Dataset content:
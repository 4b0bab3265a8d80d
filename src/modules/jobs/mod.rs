/// Durable job queue for recommendation recalculation
///
/// Architecture:
/// - Domain: entities, backoff policy, repository traits and the queue
///   status tracker contract
/// - Infrastructure: Diesel-based queue and status tracker implementations
/// - Worker: background consumer driving the recommendation calculator
pub mod domain;
pub mod infrastructure;
pub mod worker;

// Re-exports for easy access
pub use domain::{
    entities::{
        BackoffKind, BackoffPolicy, EnqueueOptions, Job, JobRecord, JobStatus, RecalculatePayload,
        RECALCULATE_RECOMMENDATIONS,
    },
    repository::{JobRepository, JobStatistics},
    status::{QueuePhase, QueueStatusRecord, QueueStatusRepository},
};
pub use infrastructure::{JobRepositoryImpl, QueueStatusRepositoryImpl};
pub use worker::RecommendationWorker;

Task to complete: Search the data for "entities" and list every line in which it occurs.

Result:
/// - Domain: entities, backoff policy, repository traits and the queue
    entities::{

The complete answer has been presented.